*** Opening of Records ***

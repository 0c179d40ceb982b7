//! `/backpack`: paged inventory listing.

use serenity::all::{
    CommandInteraction, ComponentInteraction, Context, CreateActionRow, CreateEmbed,
    CreateInteractionResponseMessage,
};

use crate::{
    bot::{
        component::Component,
        handler::server_language,
        reply::{self, BACKPACK_COLOR},
    },
    error::{domain::DomainError, AppError},
    model::{character::Character, translation::Translator},
    state::AppState,
    util::text::placeholders,
};

pub const ITEMS_PER_PAGE: usize = 15;

pub async fn handle_command(
    state: &AppState,
    ctx: &Context,
    command: &CommandInteraction,
) -> Result<(), AppError> {
    let Some(character) = state.characters.get(command.user.id.get()).await? else {
        let language = server_language(state, command.guild_id).await?;
        let message = state
            .translations
            .translate(&language, "modals.errors.charSetup.noCharacter");
        command
            .create_response(&ctx.http, reply::ephemeral_text(message))
            .await?;
        return Ok(());
    };

    let response = match backpack_page(state.translations.as_ref(), &character, 1) {
        Some(message) => reply::menu(false, message),
        None => invalid_page(state, &character),
    };
    command.create_response(&ctx.http, response).await?;

    Ok(())
}

pub async fn handle_page(
    state: &AppState,
    ctx: &Context,
    interaction: &ComponentInteraction,
    page: usize,
) -> Result<(), AppError> {
    let character = state
        .characters
        .get(interaction.user.id.get())
        .await?
        .ok_or(DomainError::NoCharacter)?;

    let response = match backpack_page(state.translations.as_ref(), &character, page) {
        Some(message) => reply::menu(true, message),
        None => invalid_page(state, &character),
    };
    interaction.create_response(&ctx.http, response).await?;

    Ok(())
}

fn invalid_page(state: &AppState, character: &Character) -> serenity::all::CreateInteractionResponse {
    reply::ephemeral_text(
        state
            .translations
            .translate(&character.language, "modals.errors.backpack.invalidPage"),
    )
}

/// Number of pages the backpack spans; an empty backpack still has one.
pub fn page_count(items: usize) -> usize {
    items.div_ceil(ITEMS_PER_PAGE).max(1)
}

/// One page of the backpack, `None` when `page` is outside `1..=page_count`.
pub fn backpack_page(
    translator: &impl Translator,
    character: &Character,
    page: usize,
) -> Option<CreateInteractionResponseMessage> {
    let language = &character.language;
    let items = character.inventory.distinct_items();
    let max_page = page_count(items.len());

    if page == 0 || page > max_page {
        return None;
    }

    let lines: Vec<String> = items
        .iter()
        .enumerate()
        .skip((page - 1) * ITEMS_PER_PAGE)
        .take(ITEMS_PER_PAGE)
        .map(|(index, stack)| {
            format!(
                "*{}.* {} **x{}**",
                index + 1,
                translator.translate(language, &stack.item.name_key()),
                stack.amount
            )
        })
        .collect();

    let description = if lines.is_empty() {
        translator.translate(language, "backpack.empty")
    } else {
        lines.join("\n")
    };

    let embed = CreateEmbed::new()
        .title(translator.translate_with(
            language,
            "backpack.title",
            &placeholders([
                ("page", page.to_string()),
                ("maxPage", max_page.to_string()),
            ]),
        ))
        .description(description)
        .color(BACKPACK_COLOR);

    let buttons = CreateActionRow::Buttons(vec![
        reply::button(
            Component::Backpack(page - 1),
            translator.translate(language, "backpack.previous"),
            "◀️",
        )
        .disabled(page <= 1),
        reply::button(
            Component::Backpack(page + 1),
            translator.translate(language, "backpack.next"),
            "▶️",
        )
        .disabled(page >= max_page),
    ]);

    Some(
        CreateInteractionResponseMessage::new()
            .embed(embed)
            .components(vec![buttons]),
    )
}

#[cfg(test)]
mod tests {
    use super::*;
    use crate::model::{character::DEFAULT_LANGUAGE, item::Item, translation::KeyTranslator};

    fn description(message: CreateInteractionResponseMessage) -> (String, Vec<bool>) {
        let json = serde_json::to_value(message).unwrap();
        let disabled = json["components"][0]["components"]
            .as_array()
            .unwrap()
            .iter()
            .map(|button| button["disabled"].as_bool().unwrap_or(false))
            .collect();
        (
            json["embeds"][0]["description"].as_str().unwrap().to_string(),
            disabled,
        )
    }

    #[test]
    fn counts_pages() {
        assert_eq!(page_count(0), 1);
        assert_eq!(page_count(15), 1);
        assert_eq!(page_count(16), 2);
    }

    #[test]
    fn shows_empty_backpack() {
        let character = Character::new(1, DEFAULT_LANGUAGE, "Ada", "Stone");
        let page = backpack_page(&KeyTranslator, &character, 1).unwrap();

        assert_eq!(description(page), ("backpack.empty".to_string(), vec![true, true]));
        assert!(backpack_page(&KeyTranslator, &character, 2).is_none());
        assert!(backpack_page(&KeyTranslator, &character, 0).is_none());
    }

    #[test]
    fn numbers_items_across_pages() {
        let mut character = Character::new(1, DEFAULT_LANGUAGE, "Ada", "Stone");
        character.inventory.add_item(Item::Pebble, 3);
        character.inventory.add_item(Item::MeadowHerb, 2);

        let (text, disabled) = description(backpack_page(&KeyTranslator, &character, 1).unwrap());
        let lines: Vec<&str> = text.lines().collect();

        assert_eq!(lines.len(), 2);
        assert!(lines[0].starts_with("*1.* "));
        assert!(lines[1].starts_with("*2.* "));
        assert_eq!(disabled, [true, true]);
    }
}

*** Close of Records ***

### Problem to solve
Count how many lines in the data contain the word "crate", giving the number without comment.

### Exercise output
2